Alors qu'il se plongeait de plus en plus loin dans ses souvenirs, son bras se pressait de plus en plus fortement sur le coup pâle de Thomas. L'empêchant d'inspirer la moindre bouffée d'air. Cependant Harry ne le remarqua pas, ses yeux étaient perdus trop profondément dans le vague pour se soucier de ce qu'il se passait dans le monde qui l'entourait. Heureusement pour Thomas, Moby parvint à le faire sortir de ses pensées en l'appelant de toutes ses forces et en tirant sur son bras.

Lorsqu'il reprit enfin conscience de la situation, Harry ne put que fixer avec horreur le spectacle sous ses yeux. Thomas s'était écroulé sur le sol dès que sa prise l'avait lâchée et il tentait difficilement de reprendre sa respiration tout en essuyant les larmes qui dévalaient ses joues. Cependant ce qui blessa le plus Harry fut la peur, non, la terreur qu'il lut dans le regard émeraude de l'enfant à ses pieds. Les marques violacées qui commençaient déjà à apparaître sur son cou ne firent que l'achever. Le plus rapidement possible, il se détourna de ce spectacle et se tourna vers Moby qui le fixait avec peur, mais aussi pitié.

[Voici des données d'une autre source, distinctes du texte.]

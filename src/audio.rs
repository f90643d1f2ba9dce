//! This module handles the audio playback for the game.

use std::collections::HashMap;

use anyhow::{anyhow, Result};
use sdl2::{
    mixer::{self, Chunk, InitFlag, LoaderRWops, Music, AUDIO_S16LSB},
    rwops::RWops,
};
use strum::IntoEnumIterator;
use strum_macros::EnumIter;

use crate::asset::Asset;
use crate::constants::MUSIC_VOLUME;

const AUDIO_FREQUENCY: i32 = 16_000;
const AUDIO_CHANNELS: i32 = 4;
const DEFAULT_VOLUME: u8 = 32;

/// One-shot sound cues.
#[derive(Debug, Clone, Copy, PartialEq, Eq, Hash, EnumIter)]
pub enum Sound {
    /// UI click (menu buttons, the in-game Exit control).
    Click,
    /// A target was hit.
    Splat,
    /// Terminal condition reached.
    GameOver,
}

impl Sound {
    fn asset(self) -> Asset {
        match self {
            Sound::Click => Asset::ClickSound,
            Sound::Splat => Asset::SplatSound,
            Sound::GameOver => Asset::GameOverSound,
        }
    }
}

/// Looping ambient tracks. The menu reuses the default theme's track.
#[derive(Debug, Clone, Copy, PartialEq, Eq, Hash, EnumIter)]
pub enum MusicTrack {
    Default,
    Jungle,
    Beach,
    Desert,
}

impl MusicTrack {
    fn asset(self) -> Asset {
        match self {
            MusicTrack::Default => Asset::DefaultMusic,
            MusicTrack::Jungle => Asset::JungleMusic,
            MusicTrack::Beach => Asset::BeachMusic,
            MusicTrack::Desert => Asset::DesertMusic,
        }
    }
}

/// The audio system for the game.
///
/// Responsible for initializing the audio device and loading and playing
/// sounds and music. If the device fails to initialize, the system is
/// disabled and every call silently does nothing; individual missing sound
/// files merely skip their cue.
pub struct Audio {
    _mixer_context: Option<mixer::Sdl2MixerContext>,
    sounds: HashMap<Sound, Chunk>,
    music: HashMap<MusicTrack, Music<'static>>,
    state: AudioState,
}

#[derive(Debug, Clone, Copy, PartialEq, Eq)]
enum AudioState {
    Enabled { volume: u8 },
    Muted { previous_volume: u8 },
    Disabled,
}

impl Default for Audio {
    fn default() -> Self {
        Self::new()
    }
}

impl Audio {
    /// Creates a new `Audio` instance.
    ///
    /// If the device fails to initialize, the audio system will be disabled
    /// and all functions will silently do nothing.
    pub fn new() -> Self {
        match Self::try_new() {
            Ok(audio) => audio,
            Err(e) => {
                tracing::warn!("Failed to initialize audio: {}. Audio will be disabled.", e);
                Self {
                    _mixer_context: None,
                    sounds: HashMap::new(),
                    music: HashMap::new(),
                    state: AudioState::Disabled,
                }
            }
        }
    }

    fn try_new() -> Result<Self> {
        mixer::open_audio(AUDIO_FREQUENCY, AUDIO_S16LSB, AUDIO_CHANNELS, 256)
            .map_err(|e| anyhow!("Failed to open audio: {}", e))?;

        mixer::allocate_channels(AUDIO_CHANNELS);
        for i in 0..AUDIO_CHANNELS {
            mixer::Channel(i).set_volume(DEFAULT_VOLUME as i32);
        }

        let mixer_context = mixer::init(InitFlag::OGG).map_err(|e| anyhow!("Failed to initialize SDL2_mixer: {}", e))?;

        // Missing sound or music files are expected; skip them with a warning
        // and keep the cues that did load.
        let sounds: HashMap<Sound, Chunk> = Sound::iter()
            .filter_map(|sound| match Self::load_sound(sound) {
                Ok(chunk) => Some((sound, chunk)),
                Err(e) => {
                    tracing::warn!("Failed to load sound {:?}: {}", sound, e);
                    None
                }
            })
            .collect();

        let music: HashMap<MusicTrack, Music<'static>> = MusicTrack::iter()
            .filter_map(|track| match Self::load_music(track) {
                Ok(music) => Some((track, music)),
                Err(e) => {
                    tracing::warn!("Failed to load music {:?}: {}", track, e);
                    None
                }
            })
            .collect();

        Ok(Audio {
            _mixer_context: Some(mixer_context),
            sounds,
            music,
            state: AudioState::Enabled { volume: DEFAULT_VOLUME },
        })
    }

    fn load_sound(sound: Sound) -> Result<Chunk> {
        let data = sound
            .asset()
            .try_get_bytes()
            .ok_or_else(|| anyhow!("No embedded file at {}", sound.asset().path()))?;
        let rwops = RWops::from_bytes(&data).map_err(|e| anyhow!("Failed to create RWops for {:?}: {}", sound, e))?;
        rwops
            .load_wav()
            .map_err(|e| anyhow!("Failed to load sound for {:?}: {}", sound, e))
    }

    fn load_music(track: MusicTrack) -> Result<Music<'static>> {
        let data = track
            .asset()
            .try_get_bytes()
            .ok_or_else(|| anyhow!("No embedded file at {}", track.asset().path()))?;
        // Music borrows its byte source; embedded assets live for the whole
        // process, so leaking the owned variant is equivalent.
        let bytes: &'static [u8] = Box::leak(data.into_owned().into_boxed_slice());
        Music::from_static_bytes(bytes).map_err(|e| anyhow!("Failed to load music for {:?}: {}", track, e))
    }

    /// Plays the provided sound cue once. Fire-and-forget: failures are
    /// logged, never propagated.
    pub fn play(&mut self, sound: Sound) {
        if !matches!(self.state, AudioState::Enabled { .. }) {
            return;
        }

        if let Some(chunk) = self.sounds.get(&sound) {
            if let Err(e) = mixer::Channel::all().play(chunk, 0) {
                tracing::warn!("Could not play sound {:?}: {}", sound, e);
            }
        }
    }

    /// Starts the given ambient track on a loop, replacing whatever was
    /// playing. Silently does nothing if the track's file is missing.
    pub fn play_music(&mut self, track: MusicTrack) {
        if self.state == AudioState::Disabled {
            return;
        }

        Music::halt();
        if let Some(music) = self.music.get(&track) {
            if let Err(e) = music.play(-1) {
                tracing::warn!("Could not play music {:?}: {}", track, e);
                return;
            }
            let volume = match self.state {
                AudioState::Enabled { .. } => MUSIC_VOLUME,
                _ => 0,
            };
            Music::set_volume(volume);
            tracing::debug!(?track, "Ambient music started");
        }
    }

    /// Stops the ambient track.
    pub fn stop_music(&mut self) {
        if self.state != AudioState::Disabled {
            Music::halt();
        }
    }

    /// Halts all currently playing audio channels.
    pub fn stop_all(&mut self) {
        if self.state != AudioState::Disabled {
            mixer::Channel::all().halt();
            Music::halt();
        }
    }

    /// Instantly mutes or unmutes all audio by adjusting channel and music
    /// volume. The mute state is tracked internally so it survives even when
    /// audio is disabled.
    pub fn set_mute(&mut self, mute: bool) {
        match (mute, self.state) {
            (true, AudioState::Enabled { volume }) => {
                self.state = AudioState::Muted { previous_volume: volume };
                for i in 0..AUDIO_CHANNELS {
                    mixer::Channel(i).set_volume(0);
                }
                Music::set_volume(0);
            }
            (false, AudioState::Muted { previous_volume }) => {
                self.state = AudioState::Enabled { volume: previous_volume };
                for i in 0..AUDIO_CHANNELS {
                    mixer::Channel(i).set_volume(previous_volume as i32);
                }
                Music::set_volume(MUSIC_VOLUME);
            }
            _ => {}
        }
    }

    /// Returns the current mute state regardless of whether audio is
    /// functional.
    pub fn is_muted(&self) -> bool {
        matches!(self.state, AudioState::Muted { .. })
    }
}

Ne sachant comment réagir face à ses actions, Harry quitta la pièce en ordonnant à Moby de soigner Thomas et courut jusqu'à sa chambre où il resta enfermé jusqu'à ce que son réveil ne sonne dix heures. C'était l'heure de sa leçon, il était trop tard pour se faire porter malade ou renvoyer le vieil homme chez lui.

Rapidement, Moby lui lança un glamour afin de cacher les marques de coups donnés par James. Pas un seul mot ne fut prononcé, la tension était bien trop forte entre eux.

Quelques minutes plus tard, il accueillait Miller comme si ne rien était. Cependant au fond de lui, il n'arrivait pas à croiser le regard de l'homme ou même à se concentrer sur la leçon du jour. Il avait tellement honte. Il était à deux doigts de tuer son précieux petit frère.

Il était un monstre.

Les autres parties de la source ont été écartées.